Supplied entries |

//! MCP server handler bound to one `OpenAPI` document.

use crate::error::{ProxyError, Result};
use openapi_mcp_tools::catalog::{ToolCatalog, ToolMethod};
use openapi_mcp_tools::config::ProxyConfig;
use openapi_mcp_tools::content::ToolContent;
use openapi_mcp_tools::error::SpecError;
use openapi_mcp_tools::executor::HttpExecutor;
use openapi_mcp_tools::loader::{load_document, resolve_base_url};
use openapiv3::OpenAPI;
use rmcp::model::{
    CallToolRequestParams, CallToolResult, Content, ErrorData, Implementation, JsonObject,
    ListToolsResult, PaginatedRequestParams, ProtocolVersion, ResourceContents, ServerCapabilities,
    ServerInfo, Tool,
};
use rmcp::service::RequestContext;
use rmcp::{RoleServer, ServerHandler};
use std::sync::Arc;

/// Protocol adapter: lists the catalog as MCP tools and dispatches `tools/call` to the executor.
///
/// Cheap to clone; all state is immutable after construction and shared behind an `Arc`.
#[derive(Clone)]
pub struct McpProxy {
    inner: Arc<Inner>,
}

struct Inner {
    server_name: String,
    title: String,
    catalog: ToolCatalog,
    executor: HttpExecutor,
    tools: Vec<Tool>,
}

impl McpProxy {
    /// Build the proxy for an already-parsed document.
    ///
    /// # Errors
    ///
    /// Fails if no base URL can be resolved, if two operations share an `operationId`, or if the
    /// configured headers are invalid.
    pub fn new(document: &OpenAPI, config: &ProxyConfig) -> std::result::Result<Self, SpecError> {
        let base_url = resolve_base_url(document, config.base_url.as_deref(), &config.spec)?;
        let catalog = ToolCatalog::build(document, &config.namespace)?;
        let executor = HttpExecutor::new(document, &base_url, config)?;
        let tools = tool_entries(&catalog);

        tracing::info!(
            spec = %config.spec,
            base_url = %base_url,
            namespace = %catalog.namespace(),
            tools = tools.len(),
            "OpenAPI tools ready"
        );

        Ok(Self {
            inner: Arc::new(Inner {
                server_name: config.server_name.clone(),
                title: document.info.title.clone(),
                catalog,
                executor,
                tools,
            }),
        })
    }

    /// Load the document named by `config.spec` and build the proxy.
    ///
    /// # Errors
    ///
    /// See [`load_document`] and [`McpProxy::new`].
    pub async fn load(config: &ProxyConfig) -> std::result::Result<Self, SpecError> {
        let client = reqwest::Client::new();
        let document = load_document(&config.spec, &client).await?;
        Self::new(&document, config)
    }

    #[must_use]
    pub fn tools(&self) -> &[Tool] {
        &self.inner.tools
    }

    #[must_use]
    pub fn catalog(&self) -> &ToolCatalog {
        &self.inner.catalog
    }

    /// Resolve `name` through the lookup, execute it, and shape the response.
    ///
    /// # Errors
    ///
    /// [`ProxyError::ToolNotFound`] for unknown names; executor failures otherwise.
    pub async fn call(&self, name: &str, arguments: Option<JsonObject>) -> Result<ToolContent> {
        let entry = self
            .inner
            .catalog
            .lookup(name)
            .ok_or_else(|| ProxyError::ToolNotFound(name.to_string()))?;

        tracing::debug!(tool = %name, method = %entry.method, path = %entry.path, "tools/call");

        let response = self
            .inner
            .executor
            .execute(
                &entry.operation,
                entry.method,
                &entry.path,
                arguments.unwrap_or_default(),
            )
            .await?;

        Ok(ToolContent::from_response(&response))
    }

    /// [`McpProxy::call`], with failures rendered as an `isError` tool result.
    pub async fn call_tool_result(
        &self,
        name: &str,
        arguments: Option<JsonObject>,
    ) -> CallToolResult {
        match self.call(name, arguments).await {
            Ok(content) => CallToolResult {
                content: vec![content_block(name, content)],
                structured_content: None,
                is_error: Some(false),
                meta: None,
            },
            Err(e) => {
                tracing::error!(tool = %name, error = %e.message(), "tools/call failed");
                e.into_call_result()
            }
        }
    }
}

fn tool_entries(catalog: &ToolCatalog) -> Vec<Tool> {
    catalog
        .entries()
        .map(|(name, method)| tool_entry(catalog, name, method))
        .collect()
}

fn tool_entry(catalog: &ToolCatalog, name: String, method: &ToolMethod) -> Tool {
    let verb = catalog.lookup(&name).map(|e| e.method);
    let mut tool = Tool::new(
        name,
        method.description.clone(),
        Arc::new(method.input_schema()),
    );
    tool.annotations = verb.map(|v| v.annotations());
    tool
}

/// Opaque payloads travel as an embedded blob resource named after the tool.
fn content_block(tool: &str, content: ToolContent) -> Content {
    match content {
        ToolContent::Text { text } => Content::text(text),
        ToolContent::Image { data, mime_type } => Content::image(data, mime_type),
        ToolContent::Binary { data, mime_type } => {
            Content::resource(ResourceContents::BlobResourceContents {
                uri: format!("openapi-mcp://{tool}/response"),
                mime_type,
                blob: data,
                meta: None,
            })
        }
    }
}

impl ServerHandler for McpProxy {
    fn get_info(&self) -> ServerInfo {
        ServerInfo {
            capabilities: ServerCapabilities::builder().enable_tools().build(),
            protocol_version: ProtocolVersion::LATEST,
            server_info: Implementation {
                name: self.inner.server_name.clone(),
                version: env!("CARGO_PKG_VERSION").to_string(),
                title: Some(self.inner.title.clone()),
                ..Default::default()
            },
            instructions: Some(format!(
                "Tools for the '{}' HTTP API. Each tool is one API operation, named \
                 '<namespace>-<operationId>'.",
                self.inner.title
            )),
        }
    }

    async fn list_tools(
        &self,
        _request: Option<PaginatedRequestParams>,
        _context: RequestContext<RoleServer>,
    ) -> std::result::Result<ListToolsResult, ErrorData> {
        Ok(ListToolsResult {
            tools: self.inner.tools.clone(),
            ..Default::default()
        })
    }

    async fn call_tool(
        &self,
        request: CallToolRequestParams,
        _context: RequestContext<RoleServer>,
    ) -> std::result::Result<CallToolResult, ErrorData> {
        Ok(self.call_tool_result(&request.name, request.arguments).await)
    }
}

Instructions for the task | Count, in the listing above, every line that includes "operationId". The number is the whole answer.

Exercise response | 2